§ EXCERPTED RECORDS:
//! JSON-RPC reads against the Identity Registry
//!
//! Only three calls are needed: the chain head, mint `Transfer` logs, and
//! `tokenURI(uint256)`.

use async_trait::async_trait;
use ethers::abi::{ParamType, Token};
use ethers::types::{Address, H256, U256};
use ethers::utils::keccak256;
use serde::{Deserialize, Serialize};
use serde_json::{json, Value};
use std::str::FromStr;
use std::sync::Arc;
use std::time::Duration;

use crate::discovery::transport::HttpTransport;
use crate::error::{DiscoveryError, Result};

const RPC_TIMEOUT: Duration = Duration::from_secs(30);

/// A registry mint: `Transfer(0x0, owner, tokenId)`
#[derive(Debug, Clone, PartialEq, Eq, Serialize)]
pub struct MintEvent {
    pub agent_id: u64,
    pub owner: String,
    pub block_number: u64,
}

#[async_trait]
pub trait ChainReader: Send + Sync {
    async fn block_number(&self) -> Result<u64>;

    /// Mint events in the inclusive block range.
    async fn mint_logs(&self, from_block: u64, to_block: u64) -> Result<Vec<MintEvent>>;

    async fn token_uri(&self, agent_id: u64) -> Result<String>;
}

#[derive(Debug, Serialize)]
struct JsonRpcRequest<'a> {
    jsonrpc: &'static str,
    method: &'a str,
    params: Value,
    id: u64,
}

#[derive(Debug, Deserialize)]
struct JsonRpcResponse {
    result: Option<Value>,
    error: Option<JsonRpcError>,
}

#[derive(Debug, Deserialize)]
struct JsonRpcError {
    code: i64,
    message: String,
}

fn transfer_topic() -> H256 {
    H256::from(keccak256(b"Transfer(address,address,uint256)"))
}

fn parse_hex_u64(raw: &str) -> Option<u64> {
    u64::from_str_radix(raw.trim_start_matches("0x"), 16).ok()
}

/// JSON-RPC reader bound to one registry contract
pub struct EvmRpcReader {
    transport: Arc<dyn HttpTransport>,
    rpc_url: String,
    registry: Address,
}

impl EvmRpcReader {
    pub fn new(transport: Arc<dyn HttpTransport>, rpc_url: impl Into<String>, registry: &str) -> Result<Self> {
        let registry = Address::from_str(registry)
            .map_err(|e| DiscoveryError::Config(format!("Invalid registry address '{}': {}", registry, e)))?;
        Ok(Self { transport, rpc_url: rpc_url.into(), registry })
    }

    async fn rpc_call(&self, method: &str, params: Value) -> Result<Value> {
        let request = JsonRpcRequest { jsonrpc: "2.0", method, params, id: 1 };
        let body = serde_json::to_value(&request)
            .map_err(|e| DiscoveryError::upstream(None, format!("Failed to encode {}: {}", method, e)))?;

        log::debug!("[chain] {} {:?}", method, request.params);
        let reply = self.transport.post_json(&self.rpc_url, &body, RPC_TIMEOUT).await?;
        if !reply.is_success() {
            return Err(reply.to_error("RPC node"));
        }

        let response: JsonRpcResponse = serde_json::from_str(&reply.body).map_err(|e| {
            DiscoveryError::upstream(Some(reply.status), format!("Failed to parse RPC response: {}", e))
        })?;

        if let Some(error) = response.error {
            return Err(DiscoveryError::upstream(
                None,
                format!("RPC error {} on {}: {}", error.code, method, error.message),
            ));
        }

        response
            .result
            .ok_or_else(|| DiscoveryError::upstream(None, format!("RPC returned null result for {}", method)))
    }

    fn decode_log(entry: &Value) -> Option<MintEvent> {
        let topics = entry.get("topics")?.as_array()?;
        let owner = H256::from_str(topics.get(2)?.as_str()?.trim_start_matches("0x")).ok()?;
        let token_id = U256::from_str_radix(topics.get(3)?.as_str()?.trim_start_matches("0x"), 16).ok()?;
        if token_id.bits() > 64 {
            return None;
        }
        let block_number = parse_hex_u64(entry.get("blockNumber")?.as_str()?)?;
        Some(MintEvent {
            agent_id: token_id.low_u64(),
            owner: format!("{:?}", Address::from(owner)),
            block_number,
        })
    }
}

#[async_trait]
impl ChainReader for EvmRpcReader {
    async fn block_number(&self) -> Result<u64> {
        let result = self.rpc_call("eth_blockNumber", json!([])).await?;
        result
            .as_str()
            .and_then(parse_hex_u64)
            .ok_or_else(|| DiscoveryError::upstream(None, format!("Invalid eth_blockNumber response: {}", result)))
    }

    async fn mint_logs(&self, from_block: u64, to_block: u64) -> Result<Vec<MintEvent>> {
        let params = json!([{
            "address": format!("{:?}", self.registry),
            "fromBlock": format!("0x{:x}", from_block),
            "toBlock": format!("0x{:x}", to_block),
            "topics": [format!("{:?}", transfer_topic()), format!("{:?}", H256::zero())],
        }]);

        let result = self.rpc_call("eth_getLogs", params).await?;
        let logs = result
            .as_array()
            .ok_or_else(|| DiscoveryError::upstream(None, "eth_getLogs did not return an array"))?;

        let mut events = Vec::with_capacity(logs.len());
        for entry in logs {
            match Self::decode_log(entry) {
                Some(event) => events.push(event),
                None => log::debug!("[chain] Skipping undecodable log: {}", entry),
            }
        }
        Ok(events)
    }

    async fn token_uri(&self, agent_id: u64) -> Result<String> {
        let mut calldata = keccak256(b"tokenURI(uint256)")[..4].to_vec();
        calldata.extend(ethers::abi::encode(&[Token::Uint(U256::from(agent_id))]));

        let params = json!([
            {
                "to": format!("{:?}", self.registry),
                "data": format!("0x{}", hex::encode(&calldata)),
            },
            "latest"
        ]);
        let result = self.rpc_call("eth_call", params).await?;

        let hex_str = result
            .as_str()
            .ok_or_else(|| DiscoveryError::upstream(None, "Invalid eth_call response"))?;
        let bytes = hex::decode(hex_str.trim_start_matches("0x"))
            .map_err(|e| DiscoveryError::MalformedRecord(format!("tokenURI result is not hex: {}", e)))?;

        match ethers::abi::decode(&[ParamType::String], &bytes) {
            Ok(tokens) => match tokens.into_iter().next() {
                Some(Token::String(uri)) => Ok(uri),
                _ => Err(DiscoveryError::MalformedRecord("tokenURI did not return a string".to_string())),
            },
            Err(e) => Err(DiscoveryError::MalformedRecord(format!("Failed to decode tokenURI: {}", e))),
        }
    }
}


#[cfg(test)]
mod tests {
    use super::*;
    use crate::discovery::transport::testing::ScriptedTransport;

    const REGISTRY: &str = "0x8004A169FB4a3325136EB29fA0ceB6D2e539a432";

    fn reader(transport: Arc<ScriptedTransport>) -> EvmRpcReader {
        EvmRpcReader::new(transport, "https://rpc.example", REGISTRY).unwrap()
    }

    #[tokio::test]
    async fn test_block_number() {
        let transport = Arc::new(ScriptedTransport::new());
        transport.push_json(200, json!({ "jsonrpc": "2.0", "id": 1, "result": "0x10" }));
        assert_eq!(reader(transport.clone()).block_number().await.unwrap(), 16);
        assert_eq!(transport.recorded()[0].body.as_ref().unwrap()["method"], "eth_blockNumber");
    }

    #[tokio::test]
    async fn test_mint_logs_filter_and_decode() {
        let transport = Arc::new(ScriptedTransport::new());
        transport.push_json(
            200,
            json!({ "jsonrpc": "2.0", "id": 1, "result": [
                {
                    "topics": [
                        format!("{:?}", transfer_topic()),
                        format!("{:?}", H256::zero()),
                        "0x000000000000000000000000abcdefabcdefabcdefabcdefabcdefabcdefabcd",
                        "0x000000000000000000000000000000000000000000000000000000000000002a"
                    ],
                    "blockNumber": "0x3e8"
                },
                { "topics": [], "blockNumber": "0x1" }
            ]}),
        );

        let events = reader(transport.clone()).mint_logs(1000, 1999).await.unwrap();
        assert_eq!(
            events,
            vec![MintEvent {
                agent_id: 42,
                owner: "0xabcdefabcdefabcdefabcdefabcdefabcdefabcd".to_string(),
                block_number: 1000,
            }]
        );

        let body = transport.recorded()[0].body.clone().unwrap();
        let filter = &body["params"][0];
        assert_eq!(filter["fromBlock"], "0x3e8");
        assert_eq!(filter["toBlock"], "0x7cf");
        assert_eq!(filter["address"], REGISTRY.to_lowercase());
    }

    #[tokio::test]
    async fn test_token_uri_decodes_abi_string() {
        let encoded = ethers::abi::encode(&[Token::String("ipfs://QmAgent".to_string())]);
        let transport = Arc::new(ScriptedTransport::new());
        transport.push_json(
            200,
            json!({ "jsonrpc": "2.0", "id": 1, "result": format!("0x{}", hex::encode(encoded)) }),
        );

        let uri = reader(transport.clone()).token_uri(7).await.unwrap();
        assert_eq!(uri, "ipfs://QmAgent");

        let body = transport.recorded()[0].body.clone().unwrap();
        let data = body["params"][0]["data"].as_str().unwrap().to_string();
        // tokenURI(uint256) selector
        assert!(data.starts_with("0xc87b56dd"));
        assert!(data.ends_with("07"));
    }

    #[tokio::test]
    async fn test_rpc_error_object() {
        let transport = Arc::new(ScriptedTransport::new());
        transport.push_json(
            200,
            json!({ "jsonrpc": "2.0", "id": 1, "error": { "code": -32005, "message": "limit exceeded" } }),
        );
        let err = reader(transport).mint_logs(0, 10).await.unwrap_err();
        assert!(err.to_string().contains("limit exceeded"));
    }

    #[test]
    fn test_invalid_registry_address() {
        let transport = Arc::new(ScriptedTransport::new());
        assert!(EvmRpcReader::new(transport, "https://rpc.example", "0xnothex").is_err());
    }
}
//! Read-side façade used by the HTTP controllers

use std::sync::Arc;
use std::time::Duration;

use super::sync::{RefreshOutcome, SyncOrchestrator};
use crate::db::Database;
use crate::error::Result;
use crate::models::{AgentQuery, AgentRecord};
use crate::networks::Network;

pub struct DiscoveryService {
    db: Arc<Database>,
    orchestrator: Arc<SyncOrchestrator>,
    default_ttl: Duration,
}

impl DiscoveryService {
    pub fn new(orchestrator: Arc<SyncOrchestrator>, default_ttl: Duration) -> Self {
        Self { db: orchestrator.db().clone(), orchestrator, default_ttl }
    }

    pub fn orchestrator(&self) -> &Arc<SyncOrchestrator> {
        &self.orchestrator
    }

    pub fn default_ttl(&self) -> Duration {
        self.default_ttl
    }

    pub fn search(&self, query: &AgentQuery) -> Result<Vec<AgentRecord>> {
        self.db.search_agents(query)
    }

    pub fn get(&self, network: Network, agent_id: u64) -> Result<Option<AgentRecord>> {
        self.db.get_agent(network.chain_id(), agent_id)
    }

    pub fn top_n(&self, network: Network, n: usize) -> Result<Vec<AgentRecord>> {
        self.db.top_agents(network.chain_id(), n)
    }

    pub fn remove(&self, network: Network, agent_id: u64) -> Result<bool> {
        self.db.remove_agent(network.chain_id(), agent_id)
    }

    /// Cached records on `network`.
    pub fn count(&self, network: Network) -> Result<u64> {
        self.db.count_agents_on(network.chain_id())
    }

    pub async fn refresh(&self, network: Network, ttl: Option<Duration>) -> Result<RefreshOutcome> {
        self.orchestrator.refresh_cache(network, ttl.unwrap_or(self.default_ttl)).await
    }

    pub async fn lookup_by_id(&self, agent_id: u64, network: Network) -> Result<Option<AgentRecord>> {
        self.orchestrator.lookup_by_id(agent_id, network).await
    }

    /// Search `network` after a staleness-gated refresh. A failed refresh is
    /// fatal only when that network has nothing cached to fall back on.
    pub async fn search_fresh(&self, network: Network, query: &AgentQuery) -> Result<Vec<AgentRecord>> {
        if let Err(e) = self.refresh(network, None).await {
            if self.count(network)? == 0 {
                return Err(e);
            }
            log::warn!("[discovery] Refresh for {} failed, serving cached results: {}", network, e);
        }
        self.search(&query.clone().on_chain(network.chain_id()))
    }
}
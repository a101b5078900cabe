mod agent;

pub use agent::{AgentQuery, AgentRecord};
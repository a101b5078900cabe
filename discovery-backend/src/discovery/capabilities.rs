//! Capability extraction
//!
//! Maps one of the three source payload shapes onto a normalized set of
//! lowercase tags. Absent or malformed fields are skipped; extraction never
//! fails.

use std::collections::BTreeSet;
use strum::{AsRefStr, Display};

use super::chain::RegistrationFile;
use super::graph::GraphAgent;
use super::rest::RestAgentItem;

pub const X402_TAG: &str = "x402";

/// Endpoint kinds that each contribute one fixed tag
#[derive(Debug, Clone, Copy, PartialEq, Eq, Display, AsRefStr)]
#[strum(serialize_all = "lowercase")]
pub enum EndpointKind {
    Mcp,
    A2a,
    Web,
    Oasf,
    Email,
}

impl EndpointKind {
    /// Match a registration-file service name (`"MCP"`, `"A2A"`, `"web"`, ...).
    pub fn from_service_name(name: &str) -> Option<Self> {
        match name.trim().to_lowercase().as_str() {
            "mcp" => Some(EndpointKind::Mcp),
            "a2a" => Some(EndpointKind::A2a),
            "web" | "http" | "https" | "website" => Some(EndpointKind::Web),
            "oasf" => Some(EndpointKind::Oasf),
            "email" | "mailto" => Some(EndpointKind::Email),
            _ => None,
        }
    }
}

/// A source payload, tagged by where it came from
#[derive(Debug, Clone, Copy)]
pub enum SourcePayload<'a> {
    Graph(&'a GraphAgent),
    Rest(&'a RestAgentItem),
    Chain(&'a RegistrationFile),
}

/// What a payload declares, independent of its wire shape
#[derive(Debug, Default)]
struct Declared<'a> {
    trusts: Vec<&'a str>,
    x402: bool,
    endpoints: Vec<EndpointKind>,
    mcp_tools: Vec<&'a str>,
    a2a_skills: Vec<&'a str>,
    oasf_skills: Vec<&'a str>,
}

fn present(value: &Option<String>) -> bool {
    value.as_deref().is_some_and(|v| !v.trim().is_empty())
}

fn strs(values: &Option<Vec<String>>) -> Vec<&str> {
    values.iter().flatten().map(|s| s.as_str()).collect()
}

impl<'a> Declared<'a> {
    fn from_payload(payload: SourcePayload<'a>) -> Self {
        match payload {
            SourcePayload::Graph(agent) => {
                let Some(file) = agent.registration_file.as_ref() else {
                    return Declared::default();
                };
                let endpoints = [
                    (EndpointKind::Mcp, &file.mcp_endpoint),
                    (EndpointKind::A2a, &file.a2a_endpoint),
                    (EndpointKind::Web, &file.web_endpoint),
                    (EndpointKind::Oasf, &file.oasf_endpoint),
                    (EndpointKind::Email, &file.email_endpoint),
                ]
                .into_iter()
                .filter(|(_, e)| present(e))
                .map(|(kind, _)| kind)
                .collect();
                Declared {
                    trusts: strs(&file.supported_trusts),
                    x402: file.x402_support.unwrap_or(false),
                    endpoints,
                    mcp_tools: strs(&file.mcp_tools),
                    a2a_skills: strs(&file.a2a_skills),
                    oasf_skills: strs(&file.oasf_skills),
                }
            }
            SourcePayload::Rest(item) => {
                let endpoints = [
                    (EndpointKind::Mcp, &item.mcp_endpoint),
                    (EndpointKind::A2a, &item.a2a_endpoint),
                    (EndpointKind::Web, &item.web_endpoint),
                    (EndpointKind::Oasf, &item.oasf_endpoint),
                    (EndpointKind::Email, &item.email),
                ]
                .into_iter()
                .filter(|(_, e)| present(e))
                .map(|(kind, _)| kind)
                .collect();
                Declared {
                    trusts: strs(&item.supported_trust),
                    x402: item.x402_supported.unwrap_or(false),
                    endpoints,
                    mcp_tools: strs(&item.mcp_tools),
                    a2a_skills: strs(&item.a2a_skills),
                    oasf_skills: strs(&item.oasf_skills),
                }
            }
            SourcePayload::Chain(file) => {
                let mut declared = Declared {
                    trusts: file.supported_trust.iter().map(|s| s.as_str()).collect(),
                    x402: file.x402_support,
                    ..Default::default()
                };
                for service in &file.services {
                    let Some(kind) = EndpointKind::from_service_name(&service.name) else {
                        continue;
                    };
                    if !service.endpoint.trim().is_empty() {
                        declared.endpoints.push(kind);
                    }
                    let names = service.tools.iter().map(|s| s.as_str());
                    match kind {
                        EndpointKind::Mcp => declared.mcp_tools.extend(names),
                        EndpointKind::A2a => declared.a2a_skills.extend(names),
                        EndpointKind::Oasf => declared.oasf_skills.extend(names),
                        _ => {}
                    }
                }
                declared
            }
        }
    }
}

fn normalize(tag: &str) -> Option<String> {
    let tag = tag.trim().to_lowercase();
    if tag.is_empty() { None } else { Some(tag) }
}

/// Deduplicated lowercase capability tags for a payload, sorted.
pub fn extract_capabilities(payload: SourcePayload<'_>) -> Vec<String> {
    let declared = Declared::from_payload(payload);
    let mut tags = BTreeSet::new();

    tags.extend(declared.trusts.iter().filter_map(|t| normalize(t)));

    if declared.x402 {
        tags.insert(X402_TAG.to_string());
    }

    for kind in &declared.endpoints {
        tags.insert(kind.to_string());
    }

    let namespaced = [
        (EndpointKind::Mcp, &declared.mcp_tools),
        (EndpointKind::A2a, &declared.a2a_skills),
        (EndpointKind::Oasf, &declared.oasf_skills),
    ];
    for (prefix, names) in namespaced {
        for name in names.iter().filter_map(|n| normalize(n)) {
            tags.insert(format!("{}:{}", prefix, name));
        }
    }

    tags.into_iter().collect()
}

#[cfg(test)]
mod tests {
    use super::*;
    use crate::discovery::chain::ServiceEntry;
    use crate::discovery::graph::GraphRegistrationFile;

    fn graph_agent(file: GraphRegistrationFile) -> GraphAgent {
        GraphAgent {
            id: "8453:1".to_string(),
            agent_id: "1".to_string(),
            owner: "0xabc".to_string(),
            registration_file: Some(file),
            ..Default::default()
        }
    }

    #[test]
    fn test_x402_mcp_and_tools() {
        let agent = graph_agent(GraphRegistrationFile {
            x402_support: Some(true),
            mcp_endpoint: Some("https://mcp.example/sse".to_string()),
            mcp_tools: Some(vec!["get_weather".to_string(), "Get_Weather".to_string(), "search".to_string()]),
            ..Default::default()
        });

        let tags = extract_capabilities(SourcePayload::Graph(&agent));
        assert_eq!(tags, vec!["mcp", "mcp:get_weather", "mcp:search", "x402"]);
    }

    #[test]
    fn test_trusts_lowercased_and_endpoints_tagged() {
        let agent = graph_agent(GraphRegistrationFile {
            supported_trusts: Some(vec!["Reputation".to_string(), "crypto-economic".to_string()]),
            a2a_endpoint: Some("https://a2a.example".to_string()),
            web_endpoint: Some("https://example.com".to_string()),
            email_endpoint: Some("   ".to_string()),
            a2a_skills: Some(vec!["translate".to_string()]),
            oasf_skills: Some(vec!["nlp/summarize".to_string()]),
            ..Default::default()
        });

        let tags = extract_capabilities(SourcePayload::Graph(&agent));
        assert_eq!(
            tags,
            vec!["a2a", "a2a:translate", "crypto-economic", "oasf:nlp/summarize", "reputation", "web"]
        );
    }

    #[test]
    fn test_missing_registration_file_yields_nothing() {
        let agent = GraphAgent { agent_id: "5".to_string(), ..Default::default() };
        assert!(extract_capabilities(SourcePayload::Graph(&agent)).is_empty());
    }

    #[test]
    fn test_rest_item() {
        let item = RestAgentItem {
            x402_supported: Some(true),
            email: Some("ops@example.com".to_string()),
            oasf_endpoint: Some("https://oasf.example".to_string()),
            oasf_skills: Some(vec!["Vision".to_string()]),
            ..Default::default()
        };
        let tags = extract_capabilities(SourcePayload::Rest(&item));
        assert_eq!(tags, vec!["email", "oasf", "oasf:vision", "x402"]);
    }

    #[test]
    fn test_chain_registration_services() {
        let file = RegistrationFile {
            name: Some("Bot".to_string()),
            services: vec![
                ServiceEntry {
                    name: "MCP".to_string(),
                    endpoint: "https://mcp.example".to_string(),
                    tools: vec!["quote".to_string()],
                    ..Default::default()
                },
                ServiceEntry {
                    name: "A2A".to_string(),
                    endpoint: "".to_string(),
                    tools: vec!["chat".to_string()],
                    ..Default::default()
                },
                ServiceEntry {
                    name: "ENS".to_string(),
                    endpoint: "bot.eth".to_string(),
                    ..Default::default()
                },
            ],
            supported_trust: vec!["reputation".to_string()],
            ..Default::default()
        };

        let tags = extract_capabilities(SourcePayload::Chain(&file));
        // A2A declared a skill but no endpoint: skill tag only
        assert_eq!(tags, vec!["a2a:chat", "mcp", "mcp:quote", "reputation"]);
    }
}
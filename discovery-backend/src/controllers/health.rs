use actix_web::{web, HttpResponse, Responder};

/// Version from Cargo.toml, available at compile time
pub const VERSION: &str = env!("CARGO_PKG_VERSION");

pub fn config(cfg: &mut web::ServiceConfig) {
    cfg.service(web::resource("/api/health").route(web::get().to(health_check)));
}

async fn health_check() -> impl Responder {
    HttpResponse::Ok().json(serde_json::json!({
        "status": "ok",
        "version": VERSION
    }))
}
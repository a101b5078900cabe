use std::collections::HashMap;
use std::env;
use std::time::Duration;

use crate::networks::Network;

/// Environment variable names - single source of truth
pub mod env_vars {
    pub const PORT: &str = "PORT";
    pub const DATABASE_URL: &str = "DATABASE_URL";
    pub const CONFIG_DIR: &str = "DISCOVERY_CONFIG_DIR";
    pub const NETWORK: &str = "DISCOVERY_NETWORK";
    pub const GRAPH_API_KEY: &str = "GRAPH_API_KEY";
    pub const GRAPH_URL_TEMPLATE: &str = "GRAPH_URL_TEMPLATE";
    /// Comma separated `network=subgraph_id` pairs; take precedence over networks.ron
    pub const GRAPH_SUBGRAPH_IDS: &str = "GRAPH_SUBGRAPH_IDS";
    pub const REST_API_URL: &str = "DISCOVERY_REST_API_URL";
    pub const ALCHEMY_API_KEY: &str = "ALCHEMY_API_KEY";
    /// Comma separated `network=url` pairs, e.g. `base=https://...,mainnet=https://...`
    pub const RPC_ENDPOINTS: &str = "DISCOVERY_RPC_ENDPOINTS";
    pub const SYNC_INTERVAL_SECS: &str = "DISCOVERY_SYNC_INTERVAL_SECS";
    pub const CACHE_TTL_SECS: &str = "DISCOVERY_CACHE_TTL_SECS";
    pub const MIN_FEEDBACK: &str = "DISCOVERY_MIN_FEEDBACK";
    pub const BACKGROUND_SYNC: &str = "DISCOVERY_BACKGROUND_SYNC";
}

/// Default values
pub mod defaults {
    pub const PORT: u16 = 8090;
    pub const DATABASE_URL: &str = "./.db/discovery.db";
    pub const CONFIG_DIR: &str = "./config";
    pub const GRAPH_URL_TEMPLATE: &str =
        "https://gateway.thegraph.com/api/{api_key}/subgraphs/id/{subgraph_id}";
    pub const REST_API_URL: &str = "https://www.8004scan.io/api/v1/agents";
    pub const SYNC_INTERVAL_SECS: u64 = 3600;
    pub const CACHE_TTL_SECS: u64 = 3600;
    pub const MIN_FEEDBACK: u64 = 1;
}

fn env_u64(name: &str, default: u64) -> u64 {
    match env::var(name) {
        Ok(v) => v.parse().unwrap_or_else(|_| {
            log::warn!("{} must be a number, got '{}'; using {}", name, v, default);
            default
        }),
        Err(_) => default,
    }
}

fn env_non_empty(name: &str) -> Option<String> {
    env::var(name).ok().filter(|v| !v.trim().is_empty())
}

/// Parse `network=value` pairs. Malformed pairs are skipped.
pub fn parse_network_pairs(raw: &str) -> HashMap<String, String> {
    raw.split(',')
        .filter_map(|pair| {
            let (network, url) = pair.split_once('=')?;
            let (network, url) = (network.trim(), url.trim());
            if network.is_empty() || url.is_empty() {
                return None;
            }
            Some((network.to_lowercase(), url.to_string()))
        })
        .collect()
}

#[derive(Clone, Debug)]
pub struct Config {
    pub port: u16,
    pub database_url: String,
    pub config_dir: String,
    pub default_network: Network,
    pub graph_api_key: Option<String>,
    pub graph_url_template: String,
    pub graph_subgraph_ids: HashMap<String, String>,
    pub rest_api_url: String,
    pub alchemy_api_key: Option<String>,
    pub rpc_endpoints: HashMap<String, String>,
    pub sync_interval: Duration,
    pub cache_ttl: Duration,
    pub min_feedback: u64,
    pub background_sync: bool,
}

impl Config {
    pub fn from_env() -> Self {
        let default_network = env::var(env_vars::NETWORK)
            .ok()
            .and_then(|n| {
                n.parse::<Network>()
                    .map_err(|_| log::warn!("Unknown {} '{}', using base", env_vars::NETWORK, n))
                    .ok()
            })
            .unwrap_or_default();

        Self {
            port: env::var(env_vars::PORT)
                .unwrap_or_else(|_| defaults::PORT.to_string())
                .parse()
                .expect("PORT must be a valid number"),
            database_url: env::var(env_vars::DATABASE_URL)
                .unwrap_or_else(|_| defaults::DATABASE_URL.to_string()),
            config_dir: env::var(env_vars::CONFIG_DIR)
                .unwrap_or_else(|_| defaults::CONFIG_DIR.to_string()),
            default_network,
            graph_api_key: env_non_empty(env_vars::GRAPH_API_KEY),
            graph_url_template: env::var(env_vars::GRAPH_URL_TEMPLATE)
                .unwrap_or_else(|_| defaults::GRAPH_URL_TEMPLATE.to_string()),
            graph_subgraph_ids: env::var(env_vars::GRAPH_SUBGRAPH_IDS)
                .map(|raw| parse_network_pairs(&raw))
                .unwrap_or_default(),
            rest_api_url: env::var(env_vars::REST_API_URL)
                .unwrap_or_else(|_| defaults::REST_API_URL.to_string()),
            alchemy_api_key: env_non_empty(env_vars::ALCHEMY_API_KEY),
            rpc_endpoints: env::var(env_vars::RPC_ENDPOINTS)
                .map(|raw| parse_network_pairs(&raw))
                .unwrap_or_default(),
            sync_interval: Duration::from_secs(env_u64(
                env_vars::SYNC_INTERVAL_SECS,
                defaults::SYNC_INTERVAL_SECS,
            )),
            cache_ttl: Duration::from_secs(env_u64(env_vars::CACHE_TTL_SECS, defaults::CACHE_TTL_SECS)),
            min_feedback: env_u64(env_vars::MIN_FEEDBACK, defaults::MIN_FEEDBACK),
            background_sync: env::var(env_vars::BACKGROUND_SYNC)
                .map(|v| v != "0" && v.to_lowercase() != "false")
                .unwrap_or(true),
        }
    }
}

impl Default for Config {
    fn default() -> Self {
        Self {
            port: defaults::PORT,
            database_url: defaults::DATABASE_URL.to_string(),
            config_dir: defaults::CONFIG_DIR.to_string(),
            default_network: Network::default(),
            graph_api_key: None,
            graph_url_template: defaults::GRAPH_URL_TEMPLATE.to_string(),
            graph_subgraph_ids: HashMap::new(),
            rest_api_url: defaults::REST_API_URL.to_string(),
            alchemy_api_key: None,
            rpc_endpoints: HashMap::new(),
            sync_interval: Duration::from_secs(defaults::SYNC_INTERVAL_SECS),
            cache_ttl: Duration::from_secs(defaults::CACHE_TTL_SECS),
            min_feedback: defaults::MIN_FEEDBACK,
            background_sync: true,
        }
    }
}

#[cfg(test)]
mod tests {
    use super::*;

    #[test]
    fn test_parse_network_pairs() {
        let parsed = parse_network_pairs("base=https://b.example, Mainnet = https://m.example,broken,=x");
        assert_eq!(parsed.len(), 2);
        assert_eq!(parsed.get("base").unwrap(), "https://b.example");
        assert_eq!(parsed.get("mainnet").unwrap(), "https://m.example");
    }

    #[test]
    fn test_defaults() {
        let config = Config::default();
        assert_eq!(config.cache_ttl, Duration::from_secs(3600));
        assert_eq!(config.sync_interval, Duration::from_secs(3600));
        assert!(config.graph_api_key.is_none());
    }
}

§ TASK DESCRIPTION:
Report each line in the data that holds the word "zero".

§ EXERCISE RESPONSE:
            "topics": [format!("{:?}", transfer_topic()), format!("{:?}", H256::zero())],
                        format!("{:?}", H256::zero()),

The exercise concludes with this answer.